Watchemonne, The Orator, Third Ioway Chief

Watchemonne, Ioway Chief

Watchemonne, The Orator, Third Ioway Chief
Watchemonne, The Orator, Third Ioway Chief

Watchemonne, or, The Orator, the third chief of the Ioway, was born at the old Ioway village, on Des Moines River, at this time occupied by Keokuk, and, in 1838, was about fifty-two years of age. In recalling his earliest recollections, he tells, as the Indians mostly do, that he began in boyhood to kill small game with the bow and arrow. When he became large enough to use firearms, he procured a fowling-piece, or, as the phrase is upon the border, a shot-gun a weapon considered of far inferior dignity to the more deadly rifle. But such was the awe inspired in his mind by the effects of gunpowder, that he was at first afraid to discharge his gun, and threw a blanket over his breast and shoulder before he ventured to level the piece. His first experiment was upon a wild turkey, which he killed, and after that he hunted without fear.

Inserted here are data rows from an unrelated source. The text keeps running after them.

//! Per-peer session: one producer plus a consumer toward every other peer
//! whose media this peer receives.

use crate::config::RtcConfiguration;
use crate::consumer::Consumer;
use crate::engine::{ConnectionEvent, PeerConnectionFactory, TrackRef};
use crate::error::Result;
use crate::producer::Producer;
use crate::signaling::{Handshake, SignalingSender};
use crate::types::{FeatureSet, PeerId, TrackKind};
use std::collections::HashMap;
use std::sync::Arc;
use tokio::sync::mpsc;
use tracing::{error, info};

pub struct Client {
    id: PeerId,
    sfu_id: PeerId,
    factory: Arc<dyn PeerConnectionFactory>,
    rtc_configuration: Arc<RtcConfiguration>,
    events: mpsc::UnboundedSender<ConnectionEvent>,
    signaling: SignalingSender,
    producer: Producer,
    consumers: HashMap<PeerId, Consumer>,
    /// Set once this peer's first track has triggered its catch-up
    caught_up: bool,
}

impl Client {
    pub async fn new(
        id: PeerId,
        sfu_id: PeerId,
        factory: Arc<dyn PeerConnectionFactory>,
        rtc_configuration: Arc<RtcConfiguration>,
        events: mpsc::UnboundedSender<ConnectionEvent>,
        signaling: SignalingSender,
    ) -> Result<Self> {
        let producer = Producer::new(
            sfu_id.clone(),
            id.clone(),
            factory.as_ref(),
            &rtc_configuration,
            events.clone(),
            signaling.clone(),
        )
        .await?;

        Ok(Self {
            id,
            sfu_id,
            factory,
            rtc_configuration,
            events,
            signaling,
            producer,
            consumers: HashMap::new(),
            caught_up: false,
        })
    }

    #[must_use]
    pub const fn id(&self) -> &PeerId {
        &self.id
    }

    #[must_use]
    pub const fn producer(&self) -> &Producer {
        &self.producer
    }

    pub fn producer_mut(&mut self) -> &mut Producer {
        &mut self.producer
    }

    pub async fn producer_handshake(&mut self, handshake: Handshake) {
        self.producer
            .handshake(handshake.description, handshake.candidate)
            .await;
    }

    /// Route a `consumer` message to the consumer toward `remotePeerId`.
    /// Consumers are only created by [`Client::add_consumer_track`], so a
    /// message for an unknown consumer is logged and dropped.
    pub async fn consumer_handshake(&mut self, handshake: Handshake) {
        let Some(remote_peer_id) = handshake.remote_peer_id else {
            error!(client_id = %self.id, "Consumer handshake without remotePeerId");
            return;
        };
        let Some(consumer) = self.consumers.get_mut(&remote_peer_id) else {
            error!(client_id = %self.id, remote_peer_id = %remote_peer_id, "No consumer for handshake");
            return;
        };
        consumer
            .handshake(handshake.description, handshake.candidate)
            .await;
    }

    #[must_use]
    pub fn get_producer_track(&self, kind: TrackKind) -> Option<TrackRef> {
        self.producer.track(kind)
    }

    /// Forward `track` from `remote_peer_id`, creating the consumer on first use.
    pub async fn add_consumer_track(&mut self, remote_peer_id: &PeerId, track: TrackRef) -> Result<()> {
        if !self.consumers.contains_key(remote_peer_id) {
            let consumer = Consumer::new(
                self.sfu_id.clone(),
                self.id.clone(),
                remote_peer_id.clone(),
                self.factory.as_ref(),
                &self.rtc_configuration,
                self.events.clone(),
                self.signaling.clone(),
            )
            .await?;
            self.consumers.insert(remote_peer_id.clone(), consumer);
        }

        if let Some(consumer) = self.consumers.get_mut(remote_peer_id) {
            consumer.add_track(track).await;
        }
        Ok(())
    }

    #[must_use]
    pub fn find_consumer(&self, remote_peer_id: &PeerId) -> Option<&Consumer> {
        self.consumers.get(remote_peer_id)
    }

    pub fn find_consumer_mut(&mut self, remote_peer_id: &PeerId) -> Option<&mut Consumer> {
        self.consumers.get_mut(remote_peer_id)
    }

    #[must_use]
    pub fn consumer_count(&self) -> usize {
        self.consumers.len()
    }

    /// Close and forget the consumer toward a departed peer.
    pub async fn remove_consumer(&mut self, remote_peer_id: &PeerId) -> bool {
        match self.consumers.remove(remote_peer_id) {
            Some(consumer) => {
                consumer.close_connection().await;
                true
            }
            None => false,
        }
    }

    /// Marks the client caught up. Returns `true` only the first time.
    pub fn begin_catch_up(&mut self) -> bool {
        !std::mem::replace(&mut self.caught_up, true)
    }

    #[must_use]
    pub const fn is_caught_up(&self) -> bool {
        self.caught_up
    }

    pub async fn share_features(&self, id: &PeerId, features: &FeatureSet) {
        self.producer.share_features(id, features).await;
    }

    pub fn set_features(&mut self, features: FeatureSet) {
        self.producer.set_features(features);
    }

    #[must_use]
    pub const fn features(&self) -> &FeatureSet {
        self.producer.features()
    }

    pub async fn send_chat_message(&self, id: &PeerId, message: &str) {
        self.producer.send_chat_message(id, message).await;
    }

    /// Close the producer and every consumer owned by this client.
    pub async fn prune_client(&mut self) {
        info!(client_id = %self.id, consumers = self.consumers.len(), "Pruning client");
        self.producer.close_connection().await;
        for (_, consumer) in self.consumers.drain() {
            consumer.close_connection().await;
        }
    }
}

#[cfg(test)]
mod tests {
    use super::*;
    use crate::engine::ConnectionKey;
    use crate::signaling::SessionDescription;
    use crate::testing::{MockFactory, MockTrack};

    async fn client(factory: &Arc<MockFactory>) -> Client {
        let (events_tx, _events_rx) = mpsc::unbounded_channel();
        let (signaling_tx, _signaling_rx) = mpsc::unbounded_channel();
        Client::new(
            PeerId::from("2"),
            PeerId::from("sfu"),
            Arc::clone(factory) as Arc<dyn PeerConnectionFactory>,
            Arc::new(RtcConfiguration::default()),
            events_tx,
            signaling_tx,
        )
        .await
        .unwrap()
    }

    fn handshake(remote: Option<&str>, description: Option<SessionDescription>) -> Handshake {
        Handshake {
            sender: PeerId::from("2"),
            receiver: None,
            description,
            candidate: None,
            remote_peer_id: remote.map(PeerId::from),
        }
    }

    #[tokio::test]
    async fn test_consumer_created_lazily_once() {
        let factory = MockFactory::new();
        let mut client = client(&factory).await;
        let remote = PeerId::from("1");

        client.add_consumer_track(&remote, MockTrack::new("a1", TrackKind::Audio)).await.unwrap();
        client.add_consumer_track(&remote, MockTrack::new("v1", TrackKind::Video)).await.unwrap();

        assert_eq!(client.consumer_count(), 1);
        assert_eq!(client.find_consumer(&remote).unwrap().track_count(), 2);
        // producer + one consumer
        assert_eq!(factory.created(), 2);
    }

    #[tokio::test]
    async fn test_handshake_does_not_create_consumer() {
        let factory = MockFactory::new();
        let mut client = client(&factory).await;

        client
            .consumer_handshake(handshake(Some("1"), Some(SessionDescription::answer("v=0"))))
            .await;
        client
            .consumer_handshake(handshake(None, Some(SessionDescription::answer("v=0"))))
            .await;

        assert_eq!(client.consumer_count(), 0);
        assert_eq!(factory.created(), 1);
    }

    #[tokio::test]
    async fn test_begin_catch_up_once() {
        let factory = MockFactory::new();
        let mut client = client(&factory).await;

        assert!(!client.is_caught_up());
        assert!(client.begin_catch_up());
        assert!(!client.begin_catch_up());
        assert!(client.is_caught_up());
    }

    #[tokio::test]
    async fn test_prune_closes_everything() {
        let factory = MockFactory::new();
        let mut client = client(&factory).await;
        for remote in ["1", "3"] {
            client
                .add_consumer_track(&PeerId::from(remote), MockTrack::new(remote, TrackKind::Audio))
                .await
                .unwrap();
        }

        client.prune_client().await;

        assert_eq!(client.consumer_count(), 0);
        let producer = factory.connection(&ConnectionKey::producer(PeerId::from("2"))).unwrap();
        assert!(producer.is_closed());
        for remote in ["1", "3"] {
            let key = ConnectionKey::consumer(PeerId::from("2"), PeerId::from(remote));
            assert!(factory.connection(&key).unwrap().is_closed());
        }
    }

    #[tokio::test]
    async fn test_features_cache() {
        let factory = MockFactory::new();
        let mut client = client(&factory).await;

        assert_eq!(client.features(), &serde_json::json!({}));
        client.set_features(serde_json::json!({"muted": true}));
        assert_eq!(client.features(), &serde_json::json!({"muted": true}));
    }
}
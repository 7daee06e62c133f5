//! Liveness and stats listener

use axum::{extract::State, routing::get, Json, Router};
use fanout_sfu::SfuStats;
use std::net::SocketAddr;
use tokio::sync::watch;
use tokio_util::sync::CancellationToken;
use tracing::info;

pub fn router(stats: watch::Receiver<SfuStats>) -> Router {
    Router::new()
        .route("/", get(liveness))
        .route("/stats", get(stats_handler))
        .with_state(stats)
}

async fn liveness() -> &'static str {
    "fanout sfu running"
}

async fn stats_handler(State(stats): State<watch::Receiver<SfuStats>>) -> Json<SfuStats> {
    Json(stats.borrow().clone())
}

/// Serve until `shutdown` fires.
pub async fn serve(
    addr: SocketAddr,
    stats: watch::Receiver<SfuStats>,
    shutdown: CancellationToken,
) -> anyhow::Result<()> {
    let listener = tokio::net::TcpListener::bind(addr).await?;
    info!(addr = %addr, "HTTP listener started");

    axum::serve(listener, router(stats))
        .with_graceful_shutdown(async move { shutdown.cancelled().await })
        .await?;
    Ok(())
}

This occurred before he was thirteen, for at that age he killed deer with his gun. At sixteen, he went to war, killed an Osage, and took a piece of a scalp. His leader, on that occasion, was Wenugana, or, The man who gives his opinion. After a long time, he again went out with a war-party under Notoyaukee, or One rib. Approaching a camp of the Missouris, some of their swiftest young men went forward, dashed into the camp, dispatched three men, and returned, saying they had killed all. He was in the same affair with Notchemine, when the eleven were killed, and remembers that among the slain was a great chief. He slew none himself, but struck the dead and took three scalps, which is regarded as the greater exploit.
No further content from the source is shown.